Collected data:
--------------------------------------------------

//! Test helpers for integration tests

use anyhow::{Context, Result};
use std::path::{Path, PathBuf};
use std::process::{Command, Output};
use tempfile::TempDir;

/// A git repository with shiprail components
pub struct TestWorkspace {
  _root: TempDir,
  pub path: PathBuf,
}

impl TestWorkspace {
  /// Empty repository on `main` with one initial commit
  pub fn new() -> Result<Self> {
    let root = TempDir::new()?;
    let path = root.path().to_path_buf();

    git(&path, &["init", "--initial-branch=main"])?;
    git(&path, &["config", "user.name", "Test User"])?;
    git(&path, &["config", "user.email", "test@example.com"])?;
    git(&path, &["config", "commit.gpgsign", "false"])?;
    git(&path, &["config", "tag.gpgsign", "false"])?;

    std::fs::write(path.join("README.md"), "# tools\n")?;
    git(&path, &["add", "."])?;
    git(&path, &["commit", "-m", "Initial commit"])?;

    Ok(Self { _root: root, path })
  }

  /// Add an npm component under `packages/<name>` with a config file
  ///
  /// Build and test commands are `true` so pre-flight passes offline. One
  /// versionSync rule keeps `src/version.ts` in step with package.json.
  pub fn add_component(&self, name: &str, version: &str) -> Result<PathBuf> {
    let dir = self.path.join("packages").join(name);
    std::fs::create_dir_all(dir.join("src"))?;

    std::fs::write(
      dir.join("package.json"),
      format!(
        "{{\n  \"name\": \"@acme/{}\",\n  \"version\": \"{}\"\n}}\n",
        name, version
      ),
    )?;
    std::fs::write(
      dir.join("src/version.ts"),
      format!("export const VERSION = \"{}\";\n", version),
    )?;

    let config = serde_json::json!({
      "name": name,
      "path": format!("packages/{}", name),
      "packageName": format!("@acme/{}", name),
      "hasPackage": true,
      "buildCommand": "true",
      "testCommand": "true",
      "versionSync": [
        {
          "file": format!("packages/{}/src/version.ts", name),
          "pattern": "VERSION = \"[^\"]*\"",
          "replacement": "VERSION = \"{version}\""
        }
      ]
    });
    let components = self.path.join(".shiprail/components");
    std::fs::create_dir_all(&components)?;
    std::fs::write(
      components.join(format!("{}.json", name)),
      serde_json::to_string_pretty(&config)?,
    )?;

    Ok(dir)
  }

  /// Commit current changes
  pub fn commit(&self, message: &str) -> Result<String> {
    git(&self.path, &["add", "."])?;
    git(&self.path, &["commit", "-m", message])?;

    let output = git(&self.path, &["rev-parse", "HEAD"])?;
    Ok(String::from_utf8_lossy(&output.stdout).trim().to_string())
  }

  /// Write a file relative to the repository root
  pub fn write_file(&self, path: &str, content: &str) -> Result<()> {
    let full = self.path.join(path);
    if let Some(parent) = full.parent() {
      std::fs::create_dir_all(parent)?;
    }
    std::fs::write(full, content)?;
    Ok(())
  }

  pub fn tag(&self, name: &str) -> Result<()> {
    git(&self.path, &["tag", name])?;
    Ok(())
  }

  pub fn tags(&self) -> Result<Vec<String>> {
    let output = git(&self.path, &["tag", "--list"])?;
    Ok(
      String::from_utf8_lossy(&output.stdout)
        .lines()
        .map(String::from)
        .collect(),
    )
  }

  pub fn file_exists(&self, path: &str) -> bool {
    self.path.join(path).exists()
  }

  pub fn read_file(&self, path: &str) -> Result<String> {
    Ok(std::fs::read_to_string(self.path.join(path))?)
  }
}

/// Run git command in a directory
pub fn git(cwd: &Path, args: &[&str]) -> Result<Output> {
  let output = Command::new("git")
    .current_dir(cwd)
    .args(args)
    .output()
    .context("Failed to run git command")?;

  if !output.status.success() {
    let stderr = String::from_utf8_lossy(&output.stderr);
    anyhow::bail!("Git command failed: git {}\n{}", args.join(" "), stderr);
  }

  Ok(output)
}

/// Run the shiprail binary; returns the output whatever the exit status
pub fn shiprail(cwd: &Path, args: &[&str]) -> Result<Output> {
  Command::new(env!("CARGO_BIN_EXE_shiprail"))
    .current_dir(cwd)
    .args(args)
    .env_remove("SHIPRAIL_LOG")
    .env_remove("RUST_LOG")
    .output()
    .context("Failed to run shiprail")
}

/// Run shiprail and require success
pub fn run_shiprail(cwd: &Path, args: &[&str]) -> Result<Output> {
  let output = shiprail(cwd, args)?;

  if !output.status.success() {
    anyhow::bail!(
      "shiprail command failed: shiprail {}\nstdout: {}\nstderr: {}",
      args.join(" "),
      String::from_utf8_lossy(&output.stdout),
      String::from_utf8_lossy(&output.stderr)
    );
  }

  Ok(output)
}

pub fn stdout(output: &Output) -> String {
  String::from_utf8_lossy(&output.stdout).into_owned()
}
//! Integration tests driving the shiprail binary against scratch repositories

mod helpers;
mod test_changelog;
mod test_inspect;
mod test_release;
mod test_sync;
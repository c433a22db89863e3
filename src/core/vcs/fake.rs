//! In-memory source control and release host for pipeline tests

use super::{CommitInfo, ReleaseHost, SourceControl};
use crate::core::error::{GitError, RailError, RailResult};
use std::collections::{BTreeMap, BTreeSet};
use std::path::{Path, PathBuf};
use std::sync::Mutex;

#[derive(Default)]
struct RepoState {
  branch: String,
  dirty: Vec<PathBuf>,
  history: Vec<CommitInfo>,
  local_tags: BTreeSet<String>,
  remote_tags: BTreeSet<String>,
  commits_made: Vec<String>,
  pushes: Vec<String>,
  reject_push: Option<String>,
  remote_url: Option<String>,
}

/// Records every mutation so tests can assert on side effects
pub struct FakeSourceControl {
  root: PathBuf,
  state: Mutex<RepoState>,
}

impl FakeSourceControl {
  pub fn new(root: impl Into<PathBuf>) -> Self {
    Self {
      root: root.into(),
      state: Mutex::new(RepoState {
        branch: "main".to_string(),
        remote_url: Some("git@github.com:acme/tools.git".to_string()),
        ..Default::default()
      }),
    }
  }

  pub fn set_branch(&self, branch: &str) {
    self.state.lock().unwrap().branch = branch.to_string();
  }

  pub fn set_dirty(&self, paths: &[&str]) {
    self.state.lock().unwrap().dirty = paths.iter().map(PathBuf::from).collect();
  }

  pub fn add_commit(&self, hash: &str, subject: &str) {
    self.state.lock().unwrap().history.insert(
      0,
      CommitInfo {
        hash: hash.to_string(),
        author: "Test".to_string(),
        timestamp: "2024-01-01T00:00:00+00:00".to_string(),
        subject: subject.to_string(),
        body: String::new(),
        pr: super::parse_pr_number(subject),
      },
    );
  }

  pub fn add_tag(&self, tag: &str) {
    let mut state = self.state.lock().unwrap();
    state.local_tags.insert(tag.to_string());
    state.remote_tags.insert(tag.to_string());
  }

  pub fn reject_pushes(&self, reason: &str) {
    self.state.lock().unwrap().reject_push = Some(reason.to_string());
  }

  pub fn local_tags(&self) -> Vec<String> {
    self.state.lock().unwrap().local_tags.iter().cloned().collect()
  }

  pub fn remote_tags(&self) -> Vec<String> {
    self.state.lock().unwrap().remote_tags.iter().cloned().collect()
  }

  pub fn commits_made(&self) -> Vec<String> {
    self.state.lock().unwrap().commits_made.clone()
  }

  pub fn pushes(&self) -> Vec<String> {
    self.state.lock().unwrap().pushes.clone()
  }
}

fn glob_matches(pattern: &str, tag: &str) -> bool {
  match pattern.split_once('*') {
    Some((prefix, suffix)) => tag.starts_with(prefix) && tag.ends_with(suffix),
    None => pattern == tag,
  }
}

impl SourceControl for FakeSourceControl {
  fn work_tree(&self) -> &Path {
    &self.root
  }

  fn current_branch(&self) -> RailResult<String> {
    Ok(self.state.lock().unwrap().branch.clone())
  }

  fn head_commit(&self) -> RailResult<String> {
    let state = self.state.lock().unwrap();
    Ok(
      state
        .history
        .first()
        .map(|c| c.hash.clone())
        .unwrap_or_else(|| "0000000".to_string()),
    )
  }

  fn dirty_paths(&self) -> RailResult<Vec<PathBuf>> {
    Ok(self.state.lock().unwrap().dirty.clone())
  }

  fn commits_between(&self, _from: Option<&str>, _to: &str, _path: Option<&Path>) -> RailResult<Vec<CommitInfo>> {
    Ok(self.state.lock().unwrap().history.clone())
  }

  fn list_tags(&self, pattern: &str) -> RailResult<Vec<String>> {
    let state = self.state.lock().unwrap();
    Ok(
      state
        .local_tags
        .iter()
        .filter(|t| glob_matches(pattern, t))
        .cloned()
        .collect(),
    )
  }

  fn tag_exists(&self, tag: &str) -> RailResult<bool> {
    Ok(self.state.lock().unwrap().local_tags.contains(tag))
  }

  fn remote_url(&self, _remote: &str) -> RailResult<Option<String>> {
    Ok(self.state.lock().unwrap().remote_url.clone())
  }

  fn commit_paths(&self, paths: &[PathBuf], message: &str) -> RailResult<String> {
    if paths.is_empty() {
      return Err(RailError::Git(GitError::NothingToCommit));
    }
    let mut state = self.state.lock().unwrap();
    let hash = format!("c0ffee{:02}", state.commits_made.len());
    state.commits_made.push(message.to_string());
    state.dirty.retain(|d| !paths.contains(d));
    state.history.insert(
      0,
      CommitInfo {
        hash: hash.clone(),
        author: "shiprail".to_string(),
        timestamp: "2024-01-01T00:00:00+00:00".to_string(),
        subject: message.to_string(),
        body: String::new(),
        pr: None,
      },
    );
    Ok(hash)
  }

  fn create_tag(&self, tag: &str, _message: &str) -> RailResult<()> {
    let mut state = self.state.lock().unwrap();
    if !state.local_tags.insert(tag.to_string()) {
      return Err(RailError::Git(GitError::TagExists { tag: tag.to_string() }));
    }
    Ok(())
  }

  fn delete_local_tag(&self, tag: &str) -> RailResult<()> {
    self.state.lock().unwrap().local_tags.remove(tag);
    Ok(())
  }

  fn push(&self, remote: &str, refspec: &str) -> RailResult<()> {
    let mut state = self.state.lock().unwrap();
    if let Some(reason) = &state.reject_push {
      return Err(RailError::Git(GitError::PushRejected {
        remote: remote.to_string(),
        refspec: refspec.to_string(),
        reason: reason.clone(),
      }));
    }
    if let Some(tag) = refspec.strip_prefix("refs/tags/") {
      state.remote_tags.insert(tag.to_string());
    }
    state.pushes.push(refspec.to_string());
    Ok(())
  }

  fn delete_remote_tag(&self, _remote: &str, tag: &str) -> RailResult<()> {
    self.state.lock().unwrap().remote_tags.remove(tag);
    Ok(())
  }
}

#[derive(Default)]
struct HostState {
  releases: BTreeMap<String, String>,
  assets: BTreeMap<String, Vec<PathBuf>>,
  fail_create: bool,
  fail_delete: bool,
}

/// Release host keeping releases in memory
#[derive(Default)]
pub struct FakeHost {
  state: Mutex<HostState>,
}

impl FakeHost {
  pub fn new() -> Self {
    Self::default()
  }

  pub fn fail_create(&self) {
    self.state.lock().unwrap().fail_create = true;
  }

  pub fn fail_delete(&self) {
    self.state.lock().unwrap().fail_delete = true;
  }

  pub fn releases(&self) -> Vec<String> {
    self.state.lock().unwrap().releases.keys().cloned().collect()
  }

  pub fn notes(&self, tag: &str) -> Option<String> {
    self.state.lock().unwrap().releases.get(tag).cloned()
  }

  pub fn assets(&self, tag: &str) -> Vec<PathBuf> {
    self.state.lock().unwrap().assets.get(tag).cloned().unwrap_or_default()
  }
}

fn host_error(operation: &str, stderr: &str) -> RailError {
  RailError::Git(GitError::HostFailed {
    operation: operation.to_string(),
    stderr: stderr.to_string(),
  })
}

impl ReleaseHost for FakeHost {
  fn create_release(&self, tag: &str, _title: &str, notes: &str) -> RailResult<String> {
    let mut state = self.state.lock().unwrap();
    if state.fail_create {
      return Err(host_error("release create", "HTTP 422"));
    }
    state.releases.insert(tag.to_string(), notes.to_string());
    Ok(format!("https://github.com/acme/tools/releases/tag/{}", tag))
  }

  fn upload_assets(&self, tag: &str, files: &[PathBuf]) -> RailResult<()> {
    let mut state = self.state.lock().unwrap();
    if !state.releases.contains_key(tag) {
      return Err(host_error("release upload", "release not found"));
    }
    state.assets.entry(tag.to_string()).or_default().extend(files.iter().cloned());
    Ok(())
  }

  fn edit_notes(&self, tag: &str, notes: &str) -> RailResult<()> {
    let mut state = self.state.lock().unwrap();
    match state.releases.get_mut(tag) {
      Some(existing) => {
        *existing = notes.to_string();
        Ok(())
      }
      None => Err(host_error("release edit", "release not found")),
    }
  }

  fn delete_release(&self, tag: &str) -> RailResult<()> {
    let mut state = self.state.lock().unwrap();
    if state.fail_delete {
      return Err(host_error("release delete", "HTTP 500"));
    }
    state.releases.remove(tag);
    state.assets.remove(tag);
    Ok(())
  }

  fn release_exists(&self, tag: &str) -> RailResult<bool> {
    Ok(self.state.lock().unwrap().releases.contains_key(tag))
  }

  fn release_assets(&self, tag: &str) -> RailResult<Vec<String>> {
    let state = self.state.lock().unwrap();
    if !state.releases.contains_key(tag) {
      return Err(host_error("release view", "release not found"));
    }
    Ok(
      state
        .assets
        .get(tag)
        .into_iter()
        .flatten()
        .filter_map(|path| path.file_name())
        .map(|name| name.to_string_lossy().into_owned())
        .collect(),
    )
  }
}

--------------------------------------------------

## ABOUT THIS TASK
The lines to return are those with the string "content" in them; copy each from the entries above.

## EXERCISE RESPONSE
  pub fn write_file(&self, path: &str, content: &str) -> Result<()> {
    std::fs::write(full, content)?;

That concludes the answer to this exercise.